Characterization of a novel antagonist for the human platelet thromboxane A2 receptor

Molecular Biomarkers & Diagnosis

ISSN: 2155-9929

Open Access

Characterization of a novel antagonist for the human platelet thromboxane A2 receptor

3rd International Conference on Biomarkers & Clinical Research

July 2-4, 2012 Embassy Suites Las Vegas, USA

Fadi T. Khasawneh

Scientific Tracks Abstracts: J Mol Biomark Diagn

Abstract :

Despite the well-documented involvement of thromboxane A2 receptor (TPR) signaling in thrombotic diseases, there are currently no antagonists available for clinical use. To this end, previous work has defined the C-terminus of the second extracellular loop (C-EL2) of TPR as the ligand binding site.

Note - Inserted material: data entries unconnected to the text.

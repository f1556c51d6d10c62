//! Data set records and the replay registry

use alloy_primitives::{Address, U256};
use serde::{Deserialize, Serialize};
use std::collections::BTreeMap;
use warm_storage_primitives::{
    DataSetId, Epoch, MetadataEntry, PieceId, ProviderId, RailId,
    constants::WITH_CDN_METADATA_KEY,
};

/// One storage deal between a payer and a service provider
#[derive(Debug, Clone, PartialEq, Eq, Serialize, Deserialize)]
pub struct DataSet {
    /// Handle assigned by the proof verifier
    pub id: DataSetId,
    /// Paying client
    pub payer: Address,
    /// Provider operating the data set
    pub service_provider: Address,
    /// Storage payment recipient, resolved from the registry
    pub payee: Address,
    /// Registry id of the service provider
    pub provider_id: ProviderId,
    /// Payer-scoped identifier
    pub client_data_set_id: U256,
    /// Storage rail
    pub pdp_rail_id: RailId,
    /// Cache-miss egress rail, present with the CDN add-on
    pub cache_miss_rail_id: Option<RailId>,
    /// CDN egress rail, present with the CDN add-on
    pub cdn_rail_id: Option<RailId>,
    /// Commission snapshotted at creation
    pub commission_bps: u16,
    /// Storage rail end epoch, zero while active
    pub pdp_end_epoch: Epoch,
    /// CDN opt-in as a dedicated flag
    pub with_cdn: bool,
    /// Data set scoped metadata
    pub metadata: Vec<MetadataEntry>,
    /// Metadata per piece
    pub piece_metadata: BTreeMap<PieceId, Vec<MetadataEntry>>,
    /// Pieces added over the data set's lifetime
    pub pieces_added: u64,
}

impl DataSet {
    /// Whether the storage payment was terminated
    pub const fn is_terminated(&self) -> bool {
        self.pdp_end_epoch != 0
    }

    /// Whether the storage payment ended before `epoch`
    pub const fn is_past_end(&self, epoch: Epoch) -> bool {
        self.is_terminated() && epoch > self.pdp_end_epoch
    }

    /// Whether the data set pays for CDN egress
    pub const fn has_cdn_rails(&self) -> bool {
        self.cdn_rail_id.is_some() && self.cache_miss_rail_id.is_some()
    }

    /// Every rail opened for this data set
    pub fn rail_ids(&self) -> impl Iterator<Item = RailId> + '_ {
        std::iter::once(self.pdp_rail_id).chain(self.cache_miss_rail_id).chain(self.cdn_rail_id)
    }

    /// Drop the CDN opt-in marker in both representations
    pub fn strip_cdn_marker(&mut self) {
        self.with_cdn = false;
        self.metadata.retain(|entry| entry.key != WITH_CDN_METADATA_KEY);
    }
}

/// Usage marker of an add-piece nonce
#[derive(Debug, Clone, Copy, PartialEq, Eq, Serialize, Deserialize)]
pub struct NonceUsage {
    /// Data set the pieces were added to
    pub data_set_id: DataSetId,
    /// Pieces in the data set after the addition
    pub piece_count: u64,
}

/// Write-once replay registry per payer
///
/// Entries outlive the data sets they point to.
#[derive(Debug, Clone, Default, PartialEq, Eq, Serialize, Deserialize)]
pub struct NonceRegistry {
    client_data_set_ids: BTreeMap<Address, BTreeMap<U256, DataSetId>>,
    add_piece_nonces: BTreeMap<Address, BTreeMap<U256, NonceUsage>>,
}

impl NonceRegistry {
    /// Data set created under `client_data_set_id`
    pub fn client_data_set(&self, payer: Address, client_data_set_id: U256) -> Option<DataSetId> {
        self.client_data_set_ids.get(&payer)?.get(&client_data_set_id).copied()
    }

    /// Usage of an add-piece nonce
    pub fn add_piece_nonce(&self, payer: Address, nonce: U256) -> Option<NonceUsage> {
        self.add_piece_nonces.get(&payer)?.get(&nonce).copied()
    }

    pub(crate) fn record_client_data_set(
        &mut self,
        payer: Address,
        client_data_set_id: U256,
        data_set_id: DataSetId,
    ) {
        self.client_data_set_ids.entry(payer).or_default().insert(client_data_set_id, data_set_id);
    }

    pub(crate) fn record_add_piece_nonce(&mut self, payer: Address, nonce: U256, usage: NonceUsage) {
        self.add_piece_nonces.entry(payer).or_default().insert(nonce, usage);
    }
}

#[cfg(test)]
mod tests {
    use super::*;

    #[test]
    fn test_strip_cdn_marker() {
        let mut data_set = DataSet {
            id: 1,
            payer: Address::repeat_byte(1),
            service_provider: Address::repeat_byte(2),
            payee: Address::repeat_byte(3),
            provider_id: 1,
            client_data_set_id: U256::ZERO,
            pdp_rail_id: 1,
            cache_miss_rail_id: Some(2),
            cdn_rail_id: Some(3),
            commission_bps: 0,
            pdp_end_epoch: 0,
            with_cdn: true,
            metadata: vec![
                MetadataEntry::new("region", "eu"),
                MetadataEntry::new(WITH_CDN_METADATA_KEY, ""),
            ],
            piece_metadata: BTreeMap::new(),
            pieces_added: 0,
        };
        assert_eq!(data_set.rail_ids().collect::<Vec<_>>(), vec![1, 2, 3]);

        data_set.strip_cdn_marker();
        assert!(!data_set.with_cdn);
        assert_eq!(data_set.metadata, vec![MetadataEntry::new("region", "eu")]);
    }

    #[test]
    fn test_nonce_namespaces_are_separate() {
        let payer = Address::repeat_byte(1);
        let mut registry = NonceRegistry::default();
        registry.record_client_data_set(payer, U256::from(7), 11);

        assert_eq!(registry.client_data_set(payer, U256::from(7)), Some(11));
        assert_eq!(registry.add_piece_nonce(payer, U256::from(7)), None);
        assert_eq!(registry.client_data_set(Address::repeat_byte(2), U256::from(7)), None);

        registry.record_add_piece_nonce(payer, U256::from(7), NonceUsage { data_set_id: 11, piece_count: 3 });
        assert_eq!(
            registry.add_piece_nonce(payer, U256::from(7)),
            Some(NonceUsage { data_set_id: 11, piece_count: 3 })
        );
    }

    #[test]
    fn test_registry_json_round_trip() {
        let mut registry = NonceRegistry::default();
        registry.record_client_data_set(Address::repeat_byte(1), U256::from(5), 2);
        registry.record_add_piece_nonce(
            Address::repeat_byte(1),
            U256::from(9),
            NonceUsage { data_set_id: 2, piece_count: 1 },
        );
        let json = serde_json::to_string(&registry).unwrap();
        assert_eq!(serde_json::from_str::<NonceRegistry>(&json).unwrap(), registry);
    }
}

Since EL2 contains the ligand binding pocket, we hypothesized that an antibody (designated C-EL2Ab) that targets this domain exhibits biological activity. Our results demonstrated the C-EL2Ab blocked human (in vitro) and mouse (in vitro and ex vivo) platelet aggregation triggered by the TPR agonist U46619, dose- dependently; whereas control experiments revealed that it did not produce any detectable effects on aggregation by ADP. Separate control experiments indicated that normal rabbit IgG and an antibody which targets a TPR domain separate from those involved in ligand recognition, failed to inhibit aggregation in response to TPR activation. Consistent with the notion that C-EL2Ab serves as a selective antagonist for TPRs, it was found to displace a radio-labeled TPR antagonist (i.e., [ 3 H]SQ29,548) from its platelet TPR binding sites. Finally, it was found that intravenous tail injections of C-EL2Ab significantly prolonged the time for occlusion in a carotid artery thrombosis model, whereas it did not produce any detectable effects on tail bleeding time. Collectively, these results clearly demonstrate that C-EL2Ab exerts TPR-specific anti-platelet/antithrombotic activity, making it the first function- blocking antibody against these receptors. Moreover, the identification of a functionally active TPR sequence will significantly aid molecular modeling study predictions for organic derivatives which possess in vivo activity

Biography :

Fadi T. Khasawneh completed his Ph.D from the University of Illinois at Chicago in 2007, and a Bachelor in Pharmacy from Jordan University of Sciences and technology in 1999. Dr. Khasawneh joined the College of Pharmacy at Western University in 2008. His research interests are in the area of thrombosis development, and the signaling pathways involved in human platelet activation. He has published more than 15 papers in reputed journals, has two pending patents, serves as an editorial board member for several journals, and is a Peer Reviewer for the American Heart Association.